UN official highlights how better preparation has shrunk disaster deaths despite worsening climate

Jun 1, 2024, 11:12 AM

ATLANTIC OCEAN - SEPTEMBER 8: In this NOAA image taken by the GOES satellite, Hurricane Lee crosses...

ATLANTIC OCEAN - SEPTEMBER 8: In this NOAA image taken by the GOES satellite, Hurricane Lee crosses the Atlantic Ocean as it moves west on September 8, 2023. Lee reached Category 5, but then weakened slightly to Category 4 as it expected to be a dangerous storm as it moves over the southwest Atlantic. It is too early to know if it will directly affect the United States. (Photo by NOAA via Getty Images)

(Photo by NOAA via Getty Images)

(AP) — As climate change makes disasters such as cyclones, floods and droughts more intense, more frequent and striking more places, fewer people are dying from those catastrophes globally because of better warning, planning and resilience, a top United Nations official said.

The world hasn’t really noticed how the type of storms that once killed tens or hundreds of thousands of people now only claim handfuls of lives, new United Nations Assistant Secretary-General Kamal Kishore, who heads the UN’s office for disaster risk reduction told The Associated Press. But he said much more needs to be done to keep these disasters from pushing people into abject poverty.

“Fewer people are dying of disasters and if you look at that as a proportion of total population, it’s even fewer,” Kishore said in his first interview since taking office in mid-May. “We often take for granted the progress that we’ve made.”

“Twenty years ago there was no tsunami early warning system except for one small part of the world. Now the whole world is covered by a tsunami warning system” after the 2004 tsunami that killed about 230,000 people in Indonesia, Sri Lanka, India and Thailand, Kishore said.

People are getting better warnings about tropical cyclones — also called hurricanes and typhoons — so now the chances of dying in a tropical cyclone in a place like the Philippines are about one-third of what they were 20 years ago, Kishore said.

As the former disaster chief for India, Kishore points to how his country has cut deaths thanks to better warnings and community preparedness such as hospitals being ready for a surge in births during a cyclone.

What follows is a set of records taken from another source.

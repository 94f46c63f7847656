//! Metadata snapshot file
//!
//! ## File Format
//! ```text
//! ┌────────────┬─────────────┬──────────────┬───────────┐
//! │ Magic (4)  │ Version (2) │ Sequence (8) │ Count (8) │
//! ├────────────┴─────────────┴──────────────┴───────────┤
//! │ Count × [key_len u32][key][rec_len u32][record]     │
//! ├─────────────────────────────────────────────────────┤
//! │ CRC32 of everything above (4)                       │
//! └─────────────────────────────────────────────────────┘
//! ```
//! Integers are big-endian; records use the layout from `meta::codec`.

use std::fs::{self, File};
use std::io::{Read, Write};
use std::path::Path;

use bytes::{Buf, BufMut};

use crate::error::{BlinkError, Result};

const MAGIC: &[u8; 4] = b"BKMS";
const VERSION: u16 = 1;
const HEADER_SIZE: usize = 4 + 2 + 8 + 8;
const FOOTER_SIZE: usize = 4;

/// Every metadata record as of action sequence `sequence`
#[derive(Debug, Clone, Default, PartialEq, Eq)]
pub struct MetaSnapshot {
    pub sequence: u64,
    /// `(cache key, encoded record)`, sorted by cache key
    pub records: Vec<(Vec<u8>, Vec<u8>)>,
}

impl MetaSnapshot {
    pub fn new(sequence: u64, records: Vec<(Vec<u8>, Vec<u8>)>) -> Self {
        Self { sequence, records }
    }

    pub fn encode(&self) -> Vec<u8> {
        let body: usize = self.records.iter().map(|(k, r)| 8 + k.len() + r.len()).sum();
        let mut buf = Vec::with_capacity(HEADER_SIZE + body + FOOTER_SIZE);
        buf.put_slice(MAGIC);
        buf.put_u16(VERSION);
        buf.put_u64(self.sequence);
        buf.put_u64(self.records.len() as u64);
        for (key, record) in &self.records {
            buf.put_u32(key.len() as u32);
            buf.put_slice(key);
            buf.put_u32(record.len() as u32);
            buf.put_slice(record);
        }
        let crc = crc32fast::hash(&buf);
        buf.put_u32(crc);
        buf
    }

    pub fn decode(raw: &[u8]) -> Result<Self> {
        let corrupt = |msg: &str| BlinkError::Corruption(format!("snapshot: {msg}"));

        if raw.len() < HEADER_SIZE + FOOTER_SIZE {
            return Err(corrupt("file too small"));
        }
        let (content, mut footer) = raw.split_at(raw.len() - FOOTER_SIZE);
        if crc32fast::hash(content) != footer.get_u32() {
            return Err(corrupt("checksum mismatch"));
        }

        let mut buf = content;
        if &buf[..4] != MAGIC {
            return Err(corrupt("bad magic"));
        }
        buf.advance(4);
        let version = buf.get_u16();
        if version != VERSION {
            return Err(corrupt(&format!("unsupported version {version}")));
        }
        let sequence = buf.get_u64();
        let count = buf.get_u64();

        let mut records = Vec::new();
        for _ in 0..count {
            let key = take_chunk(&mut buf).ok_or_else(|| corrupt("truncated key"))?;
            let record = take_chunk(&mut buf).ok_or_else(|| corrupt("truncated record"))?;
            records.push((key, record));
        }
        if buf.has_remaining() {
            return Err(corrupt("trailing bytes"));
        }

        Ok(Self { sequence, records })
    }

    /// Write atomically: temp file, fsync, rename
    pub fn write_to(&self, path: &Path) -> Result<()> {
        let tmp = path.with_extension("snapshot.tmp");
        {
            let mut file = File::create(&tmp)?;
            file.write_all(&self.encode())?;
            file.sync_all()?;
        }
        fs::rename(&tmp, path)?;
        if let Some(parent) = path.parent() {
            // Persist the rename itself
            if let Ok(dir) = File::open(parent) {
                let _ = dir.sync_all();
            }
        }
        Ok(())
    }

    /// Load the snapshot at `path`, if one was ever written
    pub fn load(path: &Path) -> Result<Option<Self>> {
        let mut file = match File::open(path) {
            Ok(file) => file,
            Err(e) if e.kind() == std::io::ErrorKind::NotFound => return Ok(None),
            Err(e) => return Err(e.into()),
        };
        let mut raw = Vec::new();
        file.read_to_end(&mut raw)?;
        Self::decode(&raw).map(Some)
    }
}

fn take_chunk(buf: &mut &[u8]) -> Option<Vec<u8>> {
    if buf.remaining() < 4 {
        return None;
    }
    let len = buf.get_u32() as usize;
    if buf.remaining() < len {
        return None;
    }
    let chunk = buf[..len].to_vec();
    buf.advance(len);
    Some(chunk)
}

In 1999, a supercyclone hit eastern India, killing almost 10,000 people. Then a nearly similar sized storm hit in 2013, but killed only a few dozen people. Last year, on Kishore’s watch, Cyclone Biparjoy killed fewer than 10 people.

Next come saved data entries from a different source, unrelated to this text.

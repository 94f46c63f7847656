//! MemTable implementation
//!
//! BTreeMap-based memtable with RwLock for concurrency.

use std::collections::BTreeMap;
use std::ops::Bound;
use std::sync::atomic::{AtomicUsize, Ordering};

use parking_lot::RwLock;

use super::MemTableEntry;

/// In-memory table for recent writes
pub struct MemTable {
    data: RwLock<BTreeMap<Vec<u8>, MemTableEntry>>,

    /// Approximate size in bytes (keys + values)
    size: AtomicUsize,
}

impl MemTable {
    /// Create a new empty MemTable
    pub fn new() -> Self {
        Self {
            data: RwLock::new(BTreeMap::new()),
            size: AtomicUsize::new(0),
        }
    }

    /// Get the entry for a key (read lock)
    pub fn get(&self, key: &[u8]) -> Option<MemTableEntry> {
        self.data.read().get(key).cloned()
    }

    /// Put a key-value pair (write lock); returns the new approximate size
    pub fn put(&self, key: Vec<u8>, value: Vec<u8>, expire_at: u64) -> usize {
        self.insert(key, MemTableEntry::Value { value, expire_at })
    }

    /// Delete a key (write lock, inserts tombstone); returns the new approximate size
    pub fn delete(&self, key: Vec<u8>) -> usize {
        self.insert(key, MemTableEntry::Tombstone)
    }

    fn insert(&self, key: Vec<u8>, entry: MemTableEntry) -> usize {
        let key_len = key.len();
        let entry_size = entry.footprint();

        let mut data = self.data.write();
        let (added, removed) = match data.insert(key, entry) {
            // Key bytes are already accounted for
            Some(old) => (entry_size, old.footprint()),
            None => (key_len + entry_size, 0),
        };

        // Updated under the write lock, so load/store cannot race
        let next = (self.size.load(Ordering::Relaxed) + added).saturating_sub(removed);
        self.size.store(next, Ordering::Relaxed);
        next
    }

    /// Get approximate size in bytes
    pub fn size(&self) -> usize {
        self.size.load(Ordering::Relaxed)
    }

    /// Get entry count
    pub fn entry_count(&self) -> usize {
        self.data.read().len()
    }

    /// Check if the memtable holds no entries
    pub fn is_empty(&self) -> bool {
        self.data.read().is_empty()
    }

    /// Check if should flush (size > limit)
    pub fn should_flush(&self, size_limit: usize) -> bool {
        self.size() >= size_limit
    }

    /// Get an iterator over all entries (for flush)
    /// Returns entries in sorted key order
    pub fn iter(&self) -> MemTableIterator {
        let entries: Vec<_> = self
            .data
            .read()
            .iter()
            .map(|(k, v)| (k.clone(), v.clone()))
            .collect();
        MemTableIterator {
            inner: entries.into_iter(),
        }
    }

    /// Entries whose key starts with `prefix`, in key order
    pub fn scan_prefix(&self, prefix: &[u8]) -> Vec<(Vec<u8>, MemTableEntry)> {
        self.data
            .read()
            .range::<[u8], _>((Bound::Included(prefix), Bound::Unbounded))
            .take_while(|(k, _)| k.starts_with(prefix))
            .map(|(k, v)| (k.clone(), v.clone()))
            .collect()
    }

    /// Clear all entries (after successful flush)
    pub fn clear(&self) {
        let mut data = self.data.write();
        data.clear();
        self.size.store(0, Ordering::Relaxed);
    }
}

impl Default for MemTable {
    fn default() -> Self {
        Self::new()
    }
}

/// Iterator over MemTable entries
pub struct MemTableIterator {
    inner: std::vec::IntoIter<(Vec<u8>, MemTableEntry)>,
}

impl Iterator for MemTableIterator {
    type Item = (Vec<u8>, MemTableEntry);

    fn next(&mut self) -> Option<Self::Item> {
        self.inner.next()
    }
}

The same goes for flood deaths, Kishore said.

The data backs up Kishore, said disaster epidemiologist Debarati Guha-Sapir of the Catholic University of Louvain in Brussels, who created a global disaster database. Her database — which she acknowledges has missing pieces — shows that global deaths per storm event has dropped from about a ten-year average of 24 in 2008 to ten-year average of about 8 in 2021. Flood deaths per event have gone from ten-year averages of nearly 72 to about 31, her data indicates.

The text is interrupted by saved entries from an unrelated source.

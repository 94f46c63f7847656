//! Tests for metadata actions and record encoding
//!
//! These tests verify:
//! - Each action's effect on a plain record map
//! - Rejected actions leave the map untouched
//! - Block placement: head pushes, tail appends, splits, emptied blocks
//! - Replaying the same actions reproduces identical records
//! - Record and cache key encodings survive a decode

use std::collections::HashMap;

use blinkkv::meta::{
    check_key, decode_cache_key, decode_record, encode_list_block_key, encode_list_meta_key,
    encode_record, encode_set_meta_key, CacheKey, InsertPlan, ListMeta, MetaAction, MetaRecord,
    SetMeta, LIST_BLOCK_SLOTS,
};
use blinkkv::BlinkError;

type Records = HashMap<Vec<u8>, MetaRecord>;

// =============================================================================
// Helper Functions
// =============================================================================

const KEY: &[u8] = b"mylist";

fn list(records: &Records) -> ListMeta {
    records[&encode_list_meta_key(KEY)].as_list().unwrap().clone()
}

fn counts(records: &Records) -> Vec<u64> {
    list(records).blocks().iter().map(|b| b.count).collect()
}

fn apply(records: &mut Records, log: &mut Vec<MetaAction>, action: MetaAction) {
    action.apply(records).unwrap();
    log.push(action);
}

fn alloc(records: &mut Records, log: &mut Vec<MetaAction>) -> u64 {
    let address = list(records).next_area();
    apply(
        records,
        log,
        MetaAction::Alloc {
            key: KEY.to_vec(),
            next_area: address + 1,
        },
    );
    address
}

/// Insert one element at `index` the way a list push does; returns its address
fn insert(records: &mut Records, log: &mut Vec<MetaAction>, index: u64) -> u64 {
    let plan = list(records).plan_insert(index).unwrap();
    let (position, offset) = match plan {
        InsertPlan::Existing { position, offset } => (position, offset),
        InsertPlan::NewBlock { position } => {
            let address = alloc(records, log);
            apply(
                records,
                log,
                MetaAction::InsertBlock {
                    key: KEY.to_vec(),
                    position: position as u64,
                    address,
                },
            );
            (position, 0)
        }
        InsertPlan::Split { position, offset } => {
            let address = alloc(records, log);
            apply(
                records,
                log,
                MetaAction::SplitBlock {
                    key: KEY.to_vec(),
                    position: position as u64,
                    offset: offset as u64,
                    address,
                },
            );
            (position, offset)
        }
    };
    let address = alloc(records, log);
    apply(
        records,
        log,
        MetaAction::InsertSlot {
            key: KEY.to_vec(),
            position: position as u64,
            offset: offset as u64,
            address,
        },
    );
    address
}

fn new_list(limit: u64, block_limit: u64) -> (Records, Vec<MetaAction>) {
    let mut records = Records::new();
    let mut log = Vec::new();
    apply(
        &mut records,
        &mut log,
        MetaAction::Init {
            key: KEY.to_vec(),
            limit,
            block_limit,
        },
    );
    (records, log)
}

// =============================================================================
// List Action Tests
// =============================================================================

#[test]
fn test_init_creates_empty_list() {
    let (records, _) = new_list(100, 10);
    let meta = list(&records);

    assert_eq!(meta.key(), KEY);
    assert_eq!(meta.size(), 0);
    assert_eq!(meta.limit(), 100);
    assert_eq!(meta.block_limit(), 10);
    assert_eq!(meta.next_area(), 1);
    assert!(meta.blocks().is_empty());
}

#[test]
fn test_init_twice_is_corruption() {
    let (mut records, _) = new_list(100, 10);
    let again = MetaAction::Init {
        key: KEY.to_vec(),
        limit: 5,
        block_limit: 5,
    };

    assert!(matches!(again.apply(&mut records), Err(BlinkError::Corruption(_))));
    assert_eq!(list(&records).limit(), 100);
}

#[test]
fn test_alloc_never_moves_backwards() {
    let (mut records, mut log) = new_list(100, 10);
    assert_eq!(alloc(&mut records, &mut log), 1);
    assert_eq!(alloc(&mut records, &mut log), 2);

    let back = MetaAction::Alloc {
        key: KEY.to_vec(),
        next_area: 2,
    };
    assert!(back.apply(&mut records).is_err());
    assert_eq!(list(&records).next_area(), 3);
}

#[test]
fn test_head_pushes_open_new_front_blocks() {
    let (mut records, mut log) = new_list(10_000, 10);
    for _ in 0..300 {
        insert(&mut records, &mut log, 0);
    }

    assert_eq!(counts(&records), vec![44, 256]);
    assert_eq!(list(&records).size(), 300);
    list(&records).check_invariants().unwrap();
}

#[test]
fn test_tail_appends_fill_blocks_in_order() {
    let (mut records, mut log) = new_list(10_000, 10);
    for i in 0..600 {
        insert(&mut records, &mut log, i);
    }

    assert_eq!(counts(&records), vec![256, 256, 88]);
    list(&records).check_invariants().unwrap();
}

#[test]
fn test_insert_into_full_block_middle_splits() {
    let (mut records, mut log) = new_list(10_000, 10);
    let mut addresses = Vec::new();
    for i in 0..LIST_BLOCK_SLOTS as u64 {
        addresses.push(insert(&mut records, &mut log, i));
    }
    assert_eq!(counts(&records), vec![256]);

    let new_address = insert(&mut records, &mut log, 100);
    assert_eq!(counts(&records), vec![101, 156]);

    let meta = list(&records);
    let first = records[&encode_list_block_key(KEY, meta.blocks()[0].address)]
        .as_block()
        .unwrap();
    let second = records[&encode_list_block_key(KEY, meta.blocks()[1].address)]
        .as_block()
        .unwrap();
    assert_eq!(first.slot(99), Some(addresses[99]));
    assert_eq!(first.slot(100), Some(new_address));
    assert_eq!(second.slot(0), Some(addresses[100]));
    meta.check_invariants().unwrap();
}

#[test]
fn test_append_to_full_block_uses_next_block_with_room() {
    let (mut records, mut log) = new_list(10_000, 10);
    for i in 0..300 {
        insert(&mut records, &mut log, i);
    }
    assert_eq!(counts(&records), vec![256, 44]);

    // Index 256 is the boundary between the two blocks
    insert(&mut records, &mut log, 256);
    assert_eq!(counts(&records), vec![256, 45]);
}

#[test]
fn test_remove_slot_drops_emptied_block() {
    let (mut records, mut log) = new_list(10_000, 10);
    for _ in 0..257 {
        insert(&mut records, &mut log, 0);
    }
    assert_eq!(counts(&records), vec![1, 256]);
    let emptied = list(&records).blocks()[0].address;

    MetaAction::RemoveSlot {
        key: KEY.to_vec(),
        position: 0,
        offset: 0,
    }
    .apply(&mut records)
    .unwrap();

    assert_eq!(counts(&records), vec![256]);
    assert_eq!(list(&records).size(), 256);
    assert!(!records.contains_key(&encode_list_block_key(KEY, emptied)));
}

#[test]
fn test_remove_slot_out_of_range_is_rejected() {
    let (mut records, mut log) = new_list(10_000, 10);
    insert(&mut records, &mut log, 0);
    let before = records.clone();

    let bad = MetaAction::RemoveSlot {
        key: KEY.to_vec(),
        position: 0,
        offset: 5,
    };
    assert!(bad.apply(&mut records).is_err());
    assert_eq!(records, before);
}

#[test]
fn test_drop_list_removes_blocks() {
    let (mut records, mut log) = new_list(10_000, 10);
    for _ in 0..600 {
        insert(&mut records, &mut log, 0);
    }
    assert_eq!(records.len(), 4);

    MetaAction::DropList { key: KEY.to_vec() }
        .apply(&mut records)
        .unwrap();
    assert!(records.is_empty());
}

#[test]
fn test_insert_block_beyond_limit_rejected() {
    let (mut records, mut log) = new_list(10_000, 1);
    insert(&mut records, &mut log, 0);
    let address = alloc(&mut records, &mut log);

    let extra = MetaAction::InsertBlock {
        key: KEY.to_vec(),
        position: 0,
        address,
    };
    assert!(matches!(
        extra.apply(&mut records),
        Err(BlinkError::TooManyBlocks { limit: 1 })
    ));
}

// =============================================================================
// Insert Planning Tests
// =============================================================================

#[test]
fn test_plan_insert_limits() {
    let meta = ListMeta::new(KEY.to_vec(), 10, 4);
    assert_eq!(meta.plan_insert(0).unwrap(), InsertPlan::NewBlock { position: 0 });
    assert!(matches!(meta.plan_insert(1), Err(BlinkError::IndexOutOfRange)));

    let full = ListMeta::new(KEY.to_vec(), 0, 4);
    assert!(matches!(
        full.plan_insert(0),
        Err(BlinkError::CapacityExceeded { limit: 0 })
    ));

    let no_blocks = ListMeta::new(KEY.to_vec(), 10, 0);
    assert!(matches!(
        no_blocks.plan_insert(0),
        Err(BlinkError::TooManyBlocks { limit: 0 })
    ));
}

#[test]
fn test_resolve_and_locate() {
    let (mut records, mut log) = new_list(10_000, 10);
    for i in 0..300 {
        insert(&mut records, &mut log, i);
    }
    let meta = list(&records);

    assert_eq!(meta.resolve_index(0), Some(0));
    assert_eq!(meta.resolve_index(-1), Some(299));
    assert_eq!(meta.resolve_index(-300), Some(0));
    assert_eq!(meta.resolve_index(-301), None);
    assert_eq!(meta.resolve_index(300), None);

    assert_eq!(meta.locate(255), Some((0, 255)));
    assert_eq!(meta.locate(256), Some((1, 0)));
    assert_eq!(meta.locate(300), None);
    assert_eq!(meta.locate_insert(256), Some((0, 256)));
    assert_eq!(meta.locate_insert(300), Some((1, 44)));
}

// =============================================================================
// Set Action Tests
// =============================================================================

#[test]
fn test_set_actions() {
    let mut records = Records::new();
    let key = b"myset".to_vec();
    let cache_key = encode_set_meta_key(&key);

    MetaAction::InitSet { key: key.clone() }.apply(&mut records).unwrap();
    assert_eq!(records[&cache_key].as_set().unwrap().card(), 0);

    MetaAction::SetCard {
        key: key.clone(),
        card: 7,
    }
    .apply(&mut records)
    .unwrap();
    assert_eq!(records[&cache_key].as_set().unwrap().card(), 7);

    assert!(MetaAction::InitSet { key: key.clone() }.apply(&mut records).is_err());

    MetaAction::DropSet { key: key.clone() }.apply(&mut records).unwrap();
    assert!(records.is_empty());
    assert!(MetaAction::DropSet { key }.apply(&mut records).is_err());
}

#[test]
fn test_set_card_on_unknown_set_is_corruption() {
    let mut records = Records::new();
    let result = MetaAction::SetCard {
        key: b"nope".to_vec(),
        card: 1,
    }
    .apply(&mut records);

    assert!(matches!(result, Err(BlinkError::Corruption(_))));
}

// =============================================================================
// Replay Tests
// =============================================================================

#[test]
fn test_replay_reproduces_records() {
    let (mut records, mut log) = new_list(10_000, 64);
    let mut seed: u64 = 12345;
    for _ in 0..1500 {
        seed = seed.wrapping_mul(6364136223846793005).wrapping_add(1442695040888963407);
        let size = list(&records).size();
        insert(&mut records, &mut log, (seed >> 33) % (size + 1));
    }
    list(&records).check_invariants().unwrap();

    let mut replayed = Records::new();
    for action in &log {
        action.apply(&mut replayed).unwrap();
    }
    assert_eq!(replayed, records);
}

#[test]
fn test_reinit_installs_encoded_records() {
    let (mut records, mut log) = new_list(10_000, 16);
    for _ in 0..400 {
        insert(&mut records, &mut log, 0);
    }

    let mut rebuilt = Records::new();
    for (cache_key, record) in &records {
        MetaAction::Reinit {
            cache_key: cache_key.clone(),
            record: encode_record(record),
        }
        .apply(&mut rebuilt)
        .unwrap();
    }
    assert_eq!(rebuilt, records);
}

// =============================================================================
// Encoding Tests
// =============================================================================

#[test]
fn test_list_record_is_fixed_size() {
    let (mut records, mut log) = new_list(10_000, 16);
    let empty_len = encode_record(&MetaRecord::List(list(&records))).len();
    for _ in 0..300 {
        insert(&mut records, &mut log, 0);
    }
    let encoded = encode_record(&MetaRecord::List(list(&records)));

    assert_eq!(encoded.len(), empty_len);
    assert_eq!(encoded.len(), 2 + KEY.len() + 40 + 16 * 16 + 2);
    assert!(encoded.ends_with(b"\r\n"));
}

#[test]
fn test_block_record_is_fixed_size() {
    let (mut records, mut log) = new_list(10_000, 16);
    insert(&mut records, &mut log, 0);
    let address = list(&records).blocks()[0].address;
    let block = &records[&encode_list_block_key(KEY, address)];

    assert_eq!(encode_record(block).len(), 1 + LIST_BLOCK_SLOTS * 8);
}

#[test]
fn test_set_record_round_trip() {
    let mut records = Records::new();
    MetaAction::InitSet { key: b"s".to_vec() }.apply(&mut records).unwrap();
    MetaAction::SetCard {
        key: b"s".to_vec(),
        card: 99,
    }
    .apply(&mut records)
    .unwrap();
    let cache_key = encode_set_meta_key(b"s");

    let decoded = decode_record(&cache_key, &encode_record(&records[&cache_key])).unwrap();
    assert_eq!(decoded.as_set().map(SetMeta::card), Some(99));
}

#[test]
fn test_decode_record_rejects_mismatched_key() {
    let (records, _) = new_list(10, 4);
    let encoded = encode_record(&records[&encode_list_meta_key(KEY)]);

    assert!(decode_record(&encode_list_meta_key(b"other"), &encoded).is_err());
    assert!(decode_record(&encode_list_meta_key(KEY), &encoded[..encoded.len() - 1]).is_err());
}

#[test]
fn test_cache_key_decoding() {
    assert_eq!(
        decode_cache_key(&encode_list_meta_key(b"abc")).unwrap(),
        CacheKey::List(b"abc".to_vec())
    );
    assert_eq!(
        decode_cache_key(&encode_list_block_key(b"abc", 42)).unwrap(),
        CacheKey::Block(b"abc".to_vec(), 42)
    );
    assert_eq!(
        decode_cache_key(&encode_set_meta_key(b"abc")).unwrap(),
        CacheKey::Set(b"abc".to_vec())
    );
    assert!(decode_cache_key(b"Xjunk").is_err());
    assert!(decode_cache_key(b"").is_err());
}

#[test]
fn test_check_key_bounds() {
    assert!(check_key(b"k").is_ok());
    assert!(check_key(&[b'k'; 255]).is_ok());
    assert!(matches!(check_key(b""), Err(BlinkError::InvalidCommand(_))));
    assert!(matches!(check_key(&[b'k'; 256]), Err(BlinkError::InvalidCommand(_))));
}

While there are fewer deaths globally from disasters, there are still pockets in the poorest of countries, especially in Africa, where deaths are worsening or at least staying the same, Guha-Sapir said. It’s much like public health’s efforts to eradicate measles, success in most places, but areas that can least cope are not improving, she said.

India and Bangladesh are poster nations for better dealing with disasters and preventing deaths, especially in cyclones, Guha-Sapir said. In 1970, a cyclone killed more than 300,000 people in Bangladesh in one of the 20th century’s greatest natural disasters and now “Bangladesh has done fantastic work in disaster risk reduction for years and years and years,” she said.

Pointing out wins is important, Guha-Sapir said: “Gloom and doom will never get us anywhere.”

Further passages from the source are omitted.